(Stored items)
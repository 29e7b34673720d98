//! Line-oriented transport
//!
//! One JSON message per line in each direction. Inbound lines are handled
//! strictly one at a time; the next line is not read until the previous
//! message has been dispatched.

use crate::error::Result;
use crate::protocol::Envelope;
use crate::session::PlugSession;
use crate::sink::OutboundSink;
use tokio::io::{AsyncBufRead, AsyncBufReadExt, AsyncWrite, AsyncWriteExt, BufReader};
use tokio::sync::mpsc;

/// Feed every inbound line to the session until the reader is exhausted
///
/// Returns the number of messages dispatched.
pub async fn run<R, S>(session: &mut PlugSession<S>, reader: R) -> std::io::Result<usize>
where
    R: AsyncBufRead + Unpin,
    S: OutboundSink,
{
    let mut lines = reader.lines();
    let mut handled = 0;

    while let Some(line) = lines.next_line().await? {
        if session.config.skip_blank_lines && line.trim().is_empty() {
            continue;
        }
        session.receive(&line);
        handled += 1;
    }

    tracing::info!(handled, "Inbound stream closed");
    Ok(handled)
}

/// `run` over the process's stdin
pub async fn run_stdio<S: OutboundSink>(session: &mut PlugSession<S>) -> std::io::Result<usize> {
    run(session, BufReader::new(tokio::io::stdin())).await
}

/// Drain a `ChannelSink` receiver into a writer, one envelope per line
///
/// Returns the number of envelopes written once every sender is dropped.
pub async fn write_envelopes<W>(mut rx: mpsc::UnboundedReceiver<Envelope>, mut writer: W) -> Result<usize>
where
    W: AsyncWrite + Unpin,
{
    let mut written = 0;
    while let Some(envelope) = rx.recv().await {
        let mut line = serde_json::to_vec(&envelope)?;
        line.push(b'\n');
        writer.write_all(&line).await?;
        writer.flush().await?;
        written += 1;
    }
    Ok(written)
}

#[cfg(test)]
mod tests {
    use super::*;
    use crate::registry::fingerprint;
    use crate::sink::{ChannelSink, MemorySink};
    use serde_json::json;

    fn click(listener: &str) -> String {
        let mut line = json!({
            "type": "click",
            "target": {"nodeType": 1, "tagName": "button", "childNodes": []},
            "listener": listener,
        })
        .to_string();
        line.push('\n');
        line
    }

    #[tokio::test]
    async fn test_run_dispatches_each_line() {
        let mut session = PlugSession::new(MemorySink::new());
        let id = session
            .on("button", "click", "say", |event, out| {
                out.write_output(format!("got {}", event.event_type))?;
                Ok(())
            })
            .unwrap();
        session.sink_mut().take();

        let reader = tokio_test::io::Builder::new()
            .read(click(&id).as_bytes())
            .read(b"   \n")
            .read(b"garbage\n")
            .build();

        let handled = run(&mut session, BufReader::new(reader)).await.unwrap();
        assert_eq!(handled, 2);

        let sent = session.sink_mut().take();
        assert_eq!(sent.len(), 2);
        assert_eq!(sent[0], Envelope::stdout("got click"));
        assert!(matches!(&sent[1], Envelope::Error { context } if context.kind == "DecodeError"));
    }

    #[tokio::test]
    async fn test_blank_lines_reported_when_not_skipped() {
        let mut session = PlugSession::new(MemorySink::new());
        session.config.skip_blank_lines = false;

        let reader = tokio_test::io::Builder::new().read(b"\n").build();
        let handled = run(&mut session, BufReader::new(reader)).await.unwrap();
        assert_eq!(handled, 1);
        assert_eq!(session.sink().envelopes().len(), 1);
    }

    #[tokio::test]
    async fn test_channel_sink_to_writer() {
        let (sink, rx) = ChannelSink::channel();
        let mut session = PlugSession::new(sink);
        session.on("#a", "click", "h", |_, _| Ok(())).unwrap();
        session.print(["hi"]).unwrap();
        drop(session);

        let mut output = Vec::new();
        let written = write_envelopes(rx, &mut output).await.unwrap();
        assert_eq!(written, 2);

        let text = String::from_utf8(output).unwrap();
        let lines: Vec<serde_json::Value> = text
            .lines()
            .map(|line| serde_json::from_str(line).unwrap())
            .collect();
        assert_eq!(
            lines,
            vec![
                json!({
                    "type": "registerEvent",
                    "query": {"id": "a"},
                    "eventType": "click",
                    "listener": fingerprint("#a", "click", "h"),
                }),
                json!({"type": "stdout", "content": "hi\n"}),
            ]
        );
    }
}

What to work on: The full set of records above must be reproduced exactly in the reply.

Final answer:
repository 29e7b34673720d98
//! Line-oriented transport
//!
//! One JSON message per line in each direction. Inbound lines are handled
//! strictly one at a time; the next line is not read until the previous
//! message has been dispatched.

use crate::error::Result;
use crate::protocol::Envelope;
use crate::session::PlugSession;
use crate::sink::OutboundSink;
use tokio::io::{AsyncBufRead, AsyncBufReadExt, AsyncWrite, AsyncWriteExt, BufReader};
use tokio::sync::mpsc;

/// Feed every inbound line to the session until the reader is exhausted
///
/// Returns the number of messages dispatched.
pub async fn run<R, S>(session: &mut PlugSession<S>, reader: R) -> std::io::Result<usize>
where
    R: AsyncBufRead + Unpin,
    S: OutboundSink,
{
    let mut lines = reader.lines();
    let mut handled = 0;

    while let Some(line) = lines.next_line().await? {
        if session.config.skip_blank_lines && line.trim().is_empty() {
            continue;
        }
        session.receive(&line);
        handled += 1;
    }

    tracing::info!(handled, "Inbound stream closed");
    Ok(handled)
}

/// `run` over the process's stdin
pub async fn run_stdio<S: OutboundSink>(session: &mut PlugSession<S>) -> std::io::Result<usize> {
    run(session, BufReader::new(tokio::io::stdin())).await
}

/// Drain a `ChannelSink` receiver into a writer, one envelope per line
///
/// Returns the number of envelopes written once every sender is dropped.
pub async fn write_envelopes<W>(mut rx: mpsc::UnboundedReceiver<Envelope>, mut writer: W) -> Result<usize>
where
    W: AsyncWrite + Unpin,
{
    let mut written = 0;
    while let Some(envelope) = rx.recv().await {
        let mut line = serde_json::to_vec(&envelope)?;
        line.push(b'\n');
        writer.write_all(&line).await?;
        writer.flush().await?;
        written += 1;
    }
    Ok(written)
}

#[cfg(test)]
mod tests {
    use super::*;
    use crate::registry::fingerprint;
    use crate::sink::{ChannelSink, MemorySink};
    use serde_json::json;

    fn click(listener: &str) -> String {
        let mut line = json!({
            "type": "click",
            "target": {"nodeType": 1, "tagName": "button", "childNodes": []},
            "listener": listener,
        })
        .to_string();
        line.push('\n');
        line
    }

    #[tokio::test]
    async fn test_run_dispatches_each_line() {
        let mut session = PlugSession::new(MemorySink::new());
        let id = session
            .on("button", "click", "say", |event, out| {
                out.write_output(format!("got {}", event.event_type))?;
                Ok(())
            })
            .unwrap();
        session.sink_mut().take();

        let reader = tokio_test::io::Builder::new()
            .read(click(&id).as_bytes())
            .read(b"   \n")
            .read(b"garbage\n")
            .build();

        let handled = run(&mut session, BufReader::new(reader)).await.unwrap();
        assert_eq!(handled, 2);

        let sent = session.sink_mut().take();
        assert_eq!(sent.len(), 2);
        assert_eq!(sent[0], Envelope::stdout("got click"));
        assert!(matches!(&sent[1], Envelope::Error { context } if context.kind == "DecodeError"));
    }

    #[tokio::test]
    async fn test_blank_lines_reported_when_not_skipped() {
        let mut session = PlugSession::new(MemorySink::new());
        session.config.skip_blank_lines = false;

        let reader = tokio_test::io::Builder::new().read(b"\n").build();
        let handled = run(&mut session, BufReader::new(reader)).await.unwrap();
        assert_eq!(handled, 1);
        assert_eq!(session.sink().envelopes().len(), 1);
    }

    #[tokio::test]
    async fn test_channel_sink_to_writer() {
        let (sink, rx) = ChannelSink::channel();
        let mut session = PlugSession::new(sink);
        session.on("#a", "click", "h", |_, _| Ok(())).unwrap();
        session.print(["hi"]).unwrap();
        drop(session);

        let mut output = Vec::new();
        let written = write_envelopes(rx, &mut output).await.unwrap();
        assert_eq!(written, 2);

        let text = String::from_utf8(output).unwrap();
        let lines: Vec<serde_json::Value> = text
            .lines()
            .map(|line| serde_json::from_str(line).unwrap())
            .collect();
        assert_eq!(
            lines,
            vec![
                json!({
                    "type": "registerEvent",
                    "query": {"id": "a"},
                    "eventType": "click",
                    "listener": fingerprint("#a", "click", "h"),
                }),
                json!({"type": "stdout", "content": "hi\n"}),
            ]
        );
    }
}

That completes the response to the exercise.